Summertime brings with it a surge of outdoor activities: hiking, biking, swimming, and family trips to the beach. With all of these fun things to do and more free time on our hands, healthy eating and exercise habits may come naturally, without too much planning and preparation.

But, what about when fall breezes back into our lives, complete with NFL and college football games to watch and the return of America's favorite pumpkin spice latte? Indulging in high calorie seasonal snacks combined with busier fall schedules may be all the temptation we need to drop our healthy summer habits and hit the sale racks for a bigger pair of jeans.

So, what can you do to avoid gaining weight and losing muscle in the fall and winter?

CrossFit GSP owner Kenny Santucci tells us, staying fit this fall is as easy as getting organized and phoning a friend.

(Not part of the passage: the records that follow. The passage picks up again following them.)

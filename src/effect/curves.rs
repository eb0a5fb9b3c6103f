use crate::{
    foundation::core::{Millis, check_unit},
    foundation::error::{HapticError, HapticResult},
};

/// Value a curve takes when it has no keyframes.
pub const DEFAULT_CURVE_VALUE: f32 = 1.0;

/// A control point on an intensity or sharpness curve.
#[derive(Clone, Copy, Debug, PartialEq, serde::Serialize, serde::Deserialize)]
pub struct Keyframe {
    pub time: Millis,
    /// Normalized value in `[0, 1]`.
    pub value: f32,
}

impl Keyframe {
    pub fn new(time: Millis, value: f32) -> Self {
        Self { time, value }
    }

    /// The keyframe builders inject into a curve that received none.
    pub fn default_start() -> Self {
        Self {
            time: Millis::ZERO,
            value: DEFAULT_CURVE_VALUE,
        }
    }
}

/// Intensity and sharpness curves of a custom primitive.
///
/// Keyframes keep insertion order. Times may repeat or go backwards; sampling handles both.
#[derive(Clone, Debug, PartialEq, serde::Serialize, serde::Deserialize)]
pub struct HapticCurves {
    pub intensity: Vec<Keyframe>, // insertion order
    pub sharpness: Vec<Keyframe>, // insertion order
}

impl Default for HapticCurves {
    fn default() -> Self {
        Self {
            intensity: vec![Keyframe::default_start()],
            sharpness: vec![Keyframe::default_start()],
        }
    }
}

impl HapticCurves {
    /// Both curves need at least one keyframe; values must lie in `[0, 1]`.
    pub fn validate(&self) -> HapticResult<()> {
        if self.intensity.is_empty() {
            return Err(HapticError::validation("intensity curve has no keyframes"));
        }
        if self.sharpness.is_empty() {
            return Err(HapticError::validation("sharpness curve has no keyframes"));
        }
        for k in &self.intensity {
            check_unit(k.value, "intensity keyframe value")?;
        }
        for k in &self.sharpness {
            check_unit(k.value, "sharpness keyframe value")?;
        }
        Ok(())
    }

    pub fn intensity_at(&self, t: Millis) -> f32 {
        sample(&self.intensity, t).unwrap_or(DEFAULT_CURVE_VALUE)
    }

    pub fn sharpness_at(&self, t: Millis) -> f32 {
        sample(&self.sharpness, t).unwrap_or(DEFAULT_CURVE_VALUE)
    }

    /// Sorted, deduplicated keyframe times of both curves that fall within `[0, end]`.
    pub fn key_times(&self, end: Millis) -> Vec<Millis> {
        let mut times: Vec<Millis> = self
            .intensity
            .iter()
            .chain(self.sharpness.iter())
            .map(|k| k.time)
            .filter(|t| *t <= end)
            .collect();
        times.sort_unstable();
        times.dedup();
        times
    }
}

/// Piecewise-linear value of `keys` at time `t`.
///
/// Lookup is a linear scan in insertion order:
/// - an exact-time keyframe wins (first one in list order);
/// - `prev` is the keyframe with the largest time below `t`, or the first keyframe in list order
///   when none is below `t`;
/// - `next` is the keyframe with the smallest time above `t`; without one the value of `prev` is
///   held.
///
/// Returns `None` only for an empty list.
pub fn sample(keys: &[Keyframe], t: Millis) -> Option<f32> {
    let first = keys.first()?;

    if let Some(exact) = keys.iter().find(|k| k.time == t) {
        return Some(exact.value);
    }

    let mut prev: Option<&Keyframe> = None;
    let mut next: Option<&Keyframe> = None;
    for k in keys {
        if k.time < t && prev.is_none_or(|p| k.time > p.time) {
            prev = Some(k);
        }
        if k.time > t && next.is_none_or(|n| k.time < n.time) {
            next = Some(k);
        }
    }

    let a = prev.unwrap_or(first);
    let Some(b) = next else {
        return Some(a.value);
    };

    let denom = b.time.as_f64() - a.time.as_f64();
    if denom == 0.0 {
        return Some(a.value);
    }
    let frac = (t.as_f64() - a.time.as_f64()) / denom;
    let a_v = f64::from(a.value);
    let b_v = f64::from(b.value);
    Some((a_v + (b_v - a_v) * frac) as f32)
}

#[cfg(test)]
#[path = "../../tests/unit/effect/curves.rs"]
mod tests;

The secret to keeping summertime svelte as the days get shorter includes getting up a little earlier to plan your day, knowing what and when you're going to eat, and finding an accountability partner to keep you on track with fitness and health goals.

Santucci suggests planning meals and snacks in advance and sticking to low calorie, high fiber, unprocessed foods. He also recommends getting the lay of the land around your office so you can make smart lunch choices. "Make sure you check out local restaurants and grocery stores around your work to find the places that serve healthy options."

Kenny's response to the temptation of the Starbucks' pumpkin spice latte? Ask for half the sugar and only drink half of the beverage.

Awareness and a little organization may make it easier to sidestep the bevy of fattening snacks that beckon this fall season. But, for those of you who find yourselves working longer hours and taking on more responsibility this fall, continuing to maintain summer exercise habits may call for help from a supportive friend

"Find an exercise partner that will hold you accountable. So, if you don't show up to the gym, your friend will call you and let you have it," says Santucci.

Studies have shown that friends tend to gain weight with one another. Conversely, setting fitness goals and hitting the gym with a close friend or family member can help you both slim down.

The CrossFit community is famously tight-knit and dedicated. During our time at CrossFit GSP in New Jersey, CBS News met a newly engaged, extremely muscular schoolteacher who spoke about the challenges of her back-to-school schedule and the joys of working out with her fiancée, a CrossFit coach, and her friends at the gym.

"They keep me coming back when I'm tempted to skip my daily workout," she said.

You don't have to be a hardcore CrossFit devotee to benefit from their philosophy of community fitness. Just find someone with similar health goals and work with each other to stay in alignment with these objectives.

And, when you don't have time to make it to the gym, or you need a quick boost of energy, try a simple two-minute exercise with a weighted medicine ball.

Kenny assured me that just two minutes of squatting to pick up a medicine ball and swinging it overhead would work the entire body, revving the heart rate and strengthening the core, back, arms, and legs.

Naturally, I had to verify these big promises.

The dynamic movement had me sweating and panting within sixty seconds. In two minutes, my arms and legs were jelly.

For those of you with knee injuries, try doing the move without the ball and only squatting down halfway.

A word of caution, when doing this move with the medicine ball at home, you may want to take it outside to avoid noise complaints and damaged property.